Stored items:
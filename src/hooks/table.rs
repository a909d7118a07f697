//! Hook registration table and dispatch.

use thiserror::Error;

use super::{Callback, Event, Priority, Shape, StyleTag};
use crate::cache::Transients;
use crate::debug;
use crate::host::Request;

/// Hook registration errors.
#[derive(Debug, Error)]
pub enum HookError {
    #[error("`{name}` is a {found} callback, but `{event}` dispatches to {expected} callbacks")]
    ShapeMismatch {
        name: &'static str,
        event: Event,
        expected: Shape,
        found: Shape,
    },
}

/// One row of the table.
#[derive(Debug, Clone, Copy)]
pub struct Registration {
    pub event: Event,
    pub priority: Priority,
    pub name: &'static str,
    pub callback: Callback,
}

/// The (event, priority, handler) table.
#[derive(Debug, Default)]
pub struct HookTable {
    rows: Vec<Registration>,
}

impl HookTable {
    pub fn new() -> Self {
        Self::default()
    }

    /// Subscribe `callback` to `event`.
    pub fn add(
        &mut self,
        event: Event,
        priority: Priority,
        name: &'static str,
        callback: Callback,
    ) -> Result<&mut Self, HookError> {
        if callback.shape() != event.shape() {
            return Err(HookError::ShapeMismatch {
                name,
                event,
                expected: event.shape(),
                found: callback.shape(),
            });
        }
        self.rows.push(Registration {
            event,
            priority,
            name,
            callback,
        });
        Ok(self)
    }

    /// All rows in registration order.
    #[cfg(test)]
    pub fn rows(&self) -> &[Registration] {
        &self.rows
    }

    /// Rows for `event` in dispatch order: ascending priority, then
    /// registration order.
    pub fn subscribers(&self, event: Event) -> Vec<&Registration> {
        let mut rows: Vec<_> = self.rows.iter().filter(|r| r.event == event).collect();
        // stable: ties keep registration order
        rows.sort_by_key(|r| r.priority);
        rows
    }

    // ========================================================================
    // Dispatch
    // ========================================================================

    /// Run every action subscribed to `event`.
    pub fn run_actions(&self, event: Event, req: &mut Request<'_>) {
        for row in self.subscribers(event) {
            if let Callback::Action(f) = row.callback {
                debug!("hook"; "{} @{} -> {}", event, row.priority, row.name);
                f(req);
            }
        }
    }

    /// Collect the output of every output callback subscribed to `event`.
    pub fn render_output(&self, event: Event, req: &Request<'_>) -> String {
        let mut out = String::new();
        for row in self.subscribers(event) {
            if let Callback::Output(f) = row.callback {
                debug!("hook"; "{} @{} -> {}", event, row.priority, row.name);
                f(req, &mut out);
            }
        }
        out
    }

    /// Pass a tag through every tag filter subscribed to `event`.
    pub fn apply_tag_filters(
        &self,
        event: Event,
        req: &Request<'_>,
        tag: String,
        style: &StyleTag,
    ) -> String {
        self.subscribers(event)
            .into_iter()
            .fold(tag, |tag, row| match row.callback {
                Callback::TagFilter(f) => f(req, tag, style),
                _ => tag,
            })
    }

    /// Pass a flag through every flag filter subscribed to `event`.
    pub fn apply_flag_filters(&self, event: Event, req: &Request<'_>, value: bool) -> bool {
        self.subscribers(event)
            .into_iter()
            .fold(value, |value, row| match row.callback {
                Callback::FlagFilter(f) => f(req, value),
                _ => value,
            })
    }

    /// Fire a lifecycle event.
    pub fn fire(&self, event: Event, transients: &dyn Transients) {
        for row in self.subscribers(event) {
            if let Callback::Lifecycle(f) = row.callback {
                debug!("hook"; "{} @{} -> {}", event, row.priority, row.name);
                f(transients);
            }
        }
    }
}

[EXERCISE INSTRUCTIONS] Every record above must be set down again, word for word.

[ANSWER BELOW]
filename src/hooks/table.rs
repository a909d7118a07f697
//! Hook registration table and dispatch.

use thiserror::Error;

use super::{Callback, Event, Priority, Shape, StyleTag};
use crate::cache::Transients;
use crate::debug;
use crate::host::Request;

/// Hook registration errors.
#[derive(Debug, Error)]
pub enum HookError {
    #[error("`{name}` is a {found} callback, but `{event}` dispatches to {expected} callbacks")]
    ShapeMismatch {
        name: &'static str,
        event: Event,
        expected: Shape,
        found: Shape,
    },
}

/// One row of the table.
#[derive(Debug, Clone, Copy)]
pub struct Registration {
    pub event: Event,
    pub priority: Priority,
    pub name: &'static str,
    pub callback: Callback,
}

/// The (event, priority, handler) table.
#[derive(Debug, Default)]
pub struct HookTable {
    rows: Vec<Registration>,
}

impl HookTable {
    pub fn new() -> Self {
        Self::default()
    }

    /// Subscribe `callback` to `event`.
    pub fn add(
        &mut self,
        event: Event,
        priority: Priority,
        name: &'static str,
        callback: Callback,
    ) -> Result<&mut Self, HookError> {
        if callback.shape() != event.shape() {
            return Err(HookError::ShapeMismatch {
                name,
                event,
                expected: event.shape(),
                found: callback.shape(),
            });
        }
        self.rows.push(Registration {
            event,
            priority,
            name,
            callback,
        });
        Ok(self)
    }

    /// All rows in registration order.
    #[cfg(test)]
    pub fn rows(&self) -> &[Registration] {
        &self.rows
    }

    /// Rows for `event` in dispatch order: ascending priority, then
    /// registration order.
    pub fn subscribers(&self, event: Event) -> Vec<&Registration> {
        let mut rows: Vec<_> = self.rows.iter().filter(|r| r.event == event).collect();
        // stable: ties keep registration order
        rows.sort_by_key(|r| r.priority);
        rows
    }

    // ========================================================================
    // Dispatch
    // ========================================================================

    /// Run every action subscribed to `event`.
    pub fn run_actions(&self, event: Event, req: &mut Request<'_>) {
        for row in self.subscribers(event) {
            if let Callback::Action(f) = row.callback {
                debug!("hook"; "{} @{} -> {}", event, row.priority, row.name);
                f(req);
            }
        }
    }

    /// Collect the output of every output callback subscribed to `event`.
    pub fn render_output(&self, event: Event, req: &Request<'_>) -> String {
        let mut out = String::new();
        for row in self.subscribers(event) {
            if let Callback::Output(f) = row.callback {
                debug!("hook"; "{} @{} -> {}", event, row.priority, row.name);
                f(req, &mut out);
            }
        }
        out
    }

    /// Pass a tag through every tag filter subscribed to `event`.
    pub fn apply_tag_filters(
        &self,
        event: Event,
        req: &Request<'_>,
        tag: String,
        style: &StyleTag,
    ) -> String {
        self.subscribers(event)
            .into_iter()
            .fold(tag, |tag, row| match row.callback {
                Callback::TagFilter(f) => f(req, tag, style),
                _ => tag,
            })
    }

    /// Pass a flag through every flag filter subscribed to `event`.
    pub fn apply_flag_filters(&self, event: Event, req: &Request<'_>, value: bool) -> bool {
        self.subscribers(event)
            .into_iter()
            .fold(value, |value, row| match row.callback {
                Callback::FlagFilter(f) => f(req, value),
                _ => value,
            })
    }

    /// Fire a lifecycle event.
    pub fn fire(&self, event: Event, transients: &dyn Transients) {
        for row in self.subscribers(event) {
            if let Callback::Lifecycle(f) = row.callback {
                debug!("hook"; "{} @{} -> {}", event, row.priority, row.name);
                f(transients);
            }
        }
    }
}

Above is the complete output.